Write out every line below that contains "ArtifactCache".

--- Input ---

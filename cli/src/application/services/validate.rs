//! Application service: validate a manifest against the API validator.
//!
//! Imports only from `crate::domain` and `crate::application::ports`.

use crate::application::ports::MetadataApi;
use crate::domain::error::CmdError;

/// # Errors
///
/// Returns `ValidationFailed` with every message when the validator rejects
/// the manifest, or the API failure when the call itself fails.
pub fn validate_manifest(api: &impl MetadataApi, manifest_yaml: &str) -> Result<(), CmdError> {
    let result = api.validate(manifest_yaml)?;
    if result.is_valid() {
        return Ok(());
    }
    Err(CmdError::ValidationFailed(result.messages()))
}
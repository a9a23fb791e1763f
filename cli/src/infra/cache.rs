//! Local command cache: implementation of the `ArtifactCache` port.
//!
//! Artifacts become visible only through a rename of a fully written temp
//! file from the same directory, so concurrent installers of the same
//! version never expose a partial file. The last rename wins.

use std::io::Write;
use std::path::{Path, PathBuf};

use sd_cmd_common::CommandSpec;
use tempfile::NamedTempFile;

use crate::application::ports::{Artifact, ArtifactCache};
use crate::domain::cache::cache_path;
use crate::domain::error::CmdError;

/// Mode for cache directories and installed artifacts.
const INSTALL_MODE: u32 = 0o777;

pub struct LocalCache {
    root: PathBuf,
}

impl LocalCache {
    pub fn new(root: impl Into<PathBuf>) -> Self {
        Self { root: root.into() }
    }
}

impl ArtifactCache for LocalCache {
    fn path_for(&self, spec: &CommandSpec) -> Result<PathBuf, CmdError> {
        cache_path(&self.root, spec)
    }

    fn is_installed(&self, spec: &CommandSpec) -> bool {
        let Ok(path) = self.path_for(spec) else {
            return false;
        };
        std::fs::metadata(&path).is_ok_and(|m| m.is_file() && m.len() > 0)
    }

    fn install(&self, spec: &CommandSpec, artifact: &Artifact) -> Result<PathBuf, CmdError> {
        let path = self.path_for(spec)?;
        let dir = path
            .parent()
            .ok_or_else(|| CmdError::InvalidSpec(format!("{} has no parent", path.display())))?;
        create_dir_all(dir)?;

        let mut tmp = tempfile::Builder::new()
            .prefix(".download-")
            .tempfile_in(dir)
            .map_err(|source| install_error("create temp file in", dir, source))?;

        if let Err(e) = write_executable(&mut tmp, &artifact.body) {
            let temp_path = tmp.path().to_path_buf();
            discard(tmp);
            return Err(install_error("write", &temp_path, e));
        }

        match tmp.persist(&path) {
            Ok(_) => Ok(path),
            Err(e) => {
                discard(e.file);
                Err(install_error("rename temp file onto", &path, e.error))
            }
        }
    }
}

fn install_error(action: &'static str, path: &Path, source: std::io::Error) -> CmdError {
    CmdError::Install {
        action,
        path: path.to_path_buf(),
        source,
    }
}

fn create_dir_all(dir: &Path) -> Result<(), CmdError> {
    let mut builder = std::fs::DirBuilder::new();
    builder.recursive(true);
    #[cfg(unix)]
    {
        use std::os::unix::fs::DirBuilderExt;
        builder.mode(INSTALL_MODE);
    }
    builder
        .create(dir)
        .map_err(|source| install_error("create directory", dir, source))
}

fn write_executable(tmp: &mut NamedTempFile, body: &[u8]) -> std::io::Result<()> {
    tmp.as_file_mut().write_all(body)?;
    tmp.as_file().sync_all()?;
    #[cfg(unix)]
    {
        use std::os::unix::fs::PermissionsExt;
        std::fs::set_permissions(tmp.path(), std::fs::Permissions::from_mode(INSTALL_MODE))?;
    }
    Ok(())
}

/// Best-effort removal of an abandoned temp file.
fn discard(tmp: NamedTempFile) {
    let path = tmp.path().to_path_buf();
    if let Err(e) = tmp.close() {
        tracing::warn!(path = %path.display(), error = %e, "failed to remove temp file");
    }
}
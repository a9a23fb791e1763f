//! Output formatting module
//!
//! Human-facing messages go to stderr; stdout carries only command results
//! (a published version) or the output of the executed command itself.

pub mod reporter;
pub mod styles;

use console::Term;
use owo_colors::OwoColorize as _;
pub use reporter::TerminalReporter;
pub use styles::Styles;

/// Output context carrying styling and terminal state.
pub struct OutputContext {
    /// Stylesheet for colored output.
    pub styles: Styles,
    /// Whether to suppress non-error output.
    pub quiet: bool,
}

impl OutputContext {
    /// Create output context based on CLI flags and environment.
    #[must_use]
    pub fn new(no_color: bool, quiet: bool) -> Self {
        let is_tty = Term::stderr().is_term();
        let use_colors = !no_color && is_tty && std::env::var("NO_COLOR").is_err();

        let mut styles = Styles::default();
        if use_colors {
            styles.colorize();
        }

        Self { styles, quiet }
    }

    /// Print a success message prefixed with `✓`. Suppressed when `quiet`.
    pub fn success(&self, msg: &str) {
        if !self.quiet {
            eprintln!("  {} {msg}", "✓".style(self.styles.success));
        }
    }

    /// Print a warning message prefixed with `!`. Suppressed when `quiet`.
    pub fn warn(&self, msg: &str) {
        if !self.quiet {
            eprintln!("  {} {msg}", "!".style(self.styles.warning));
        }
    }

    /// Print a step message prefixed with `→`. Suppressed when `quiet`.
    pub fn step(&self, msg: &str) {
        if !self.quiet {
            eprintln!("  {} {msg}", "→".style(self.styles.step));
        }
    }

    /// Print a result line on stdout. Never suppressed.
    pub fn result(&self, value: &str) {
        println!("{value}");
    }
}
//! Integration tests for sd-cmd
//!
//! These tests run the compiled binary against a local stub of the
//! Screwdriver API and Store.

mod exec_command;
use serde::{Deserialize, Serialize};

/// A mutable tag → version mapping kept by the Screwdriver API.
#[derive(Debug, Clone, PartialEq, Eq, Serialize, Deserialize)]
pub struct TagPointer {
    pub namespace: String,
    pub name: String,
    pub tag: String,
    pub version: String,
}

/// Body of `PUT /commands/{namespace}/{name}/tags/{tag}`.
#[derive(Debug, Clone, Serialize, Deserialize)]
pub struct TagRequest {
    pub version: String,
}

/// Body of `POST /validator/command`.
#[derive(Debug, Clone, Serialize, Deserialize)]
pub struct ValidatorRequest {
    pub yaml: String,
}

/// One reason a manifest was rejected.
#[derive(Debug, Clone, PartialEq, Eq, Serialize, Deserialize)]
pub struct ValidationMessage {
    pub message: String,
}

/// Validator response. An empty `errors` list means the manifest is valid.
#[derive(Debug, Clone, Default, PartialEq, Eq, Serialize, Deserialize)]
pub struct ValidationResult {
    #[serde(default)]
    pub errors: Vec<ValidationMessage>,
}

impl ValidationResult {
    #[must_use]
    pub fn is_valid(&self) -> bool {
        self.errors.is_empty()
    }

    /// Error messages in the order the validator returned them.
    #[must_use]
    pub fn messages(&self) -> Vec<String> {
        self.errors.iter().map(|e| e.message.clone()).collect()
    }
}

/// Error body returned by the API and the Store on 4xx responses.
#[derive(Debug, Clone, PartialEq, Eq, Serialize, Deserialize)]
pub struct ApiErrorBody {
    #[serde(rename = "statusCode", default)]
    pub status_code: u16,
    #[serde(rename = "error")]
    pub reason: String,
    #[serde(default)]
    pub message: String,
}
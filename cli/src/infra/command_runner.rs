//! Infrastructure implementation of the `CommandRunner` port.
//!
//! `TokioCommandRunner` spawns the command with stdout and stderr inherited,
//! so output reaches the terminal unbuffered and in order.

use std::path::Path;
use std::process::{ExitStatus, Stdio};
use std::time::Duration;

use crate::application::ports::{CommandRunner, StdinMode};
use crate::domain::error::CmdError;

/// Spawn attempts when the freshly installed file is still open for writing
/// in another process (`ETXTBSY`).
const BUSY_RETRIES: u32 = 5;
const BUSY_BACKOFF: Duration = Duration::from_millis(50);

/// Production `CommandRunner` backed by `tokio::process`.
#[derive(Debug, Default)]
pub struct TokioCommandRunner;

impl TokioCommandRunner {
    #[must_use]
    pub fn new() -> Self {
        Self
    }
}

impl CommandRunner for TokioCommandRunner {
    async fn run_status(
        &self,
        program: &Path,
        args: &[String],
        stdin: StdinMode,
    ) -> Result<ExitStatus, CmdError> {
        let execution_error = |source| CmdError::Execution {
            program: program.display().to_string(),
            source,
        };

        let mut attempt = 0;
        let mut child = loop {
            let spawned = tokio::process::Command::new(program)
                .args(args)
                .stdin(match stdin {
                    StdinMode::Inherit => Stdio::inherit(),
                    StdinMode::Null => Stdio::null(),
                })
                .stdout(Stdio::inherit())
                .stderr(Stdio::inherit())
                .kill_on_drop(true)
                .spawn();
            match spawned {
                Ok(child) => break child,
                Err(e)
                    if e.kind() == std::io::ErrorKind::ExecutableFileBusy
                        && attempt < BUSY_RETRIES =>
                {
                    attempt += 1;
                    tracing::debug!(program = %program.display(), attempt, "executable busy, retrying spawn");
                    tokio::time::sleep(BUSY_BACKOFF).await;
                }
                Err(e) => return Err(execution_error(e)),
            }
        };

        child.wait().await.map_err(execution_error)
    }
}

---

Response below:
//! Local command cache: implementation of the `ArtifactCache` port.
use crate::application::ports::{Artifact, ArtifactCache};
impl ArtifactCache for LocalCache {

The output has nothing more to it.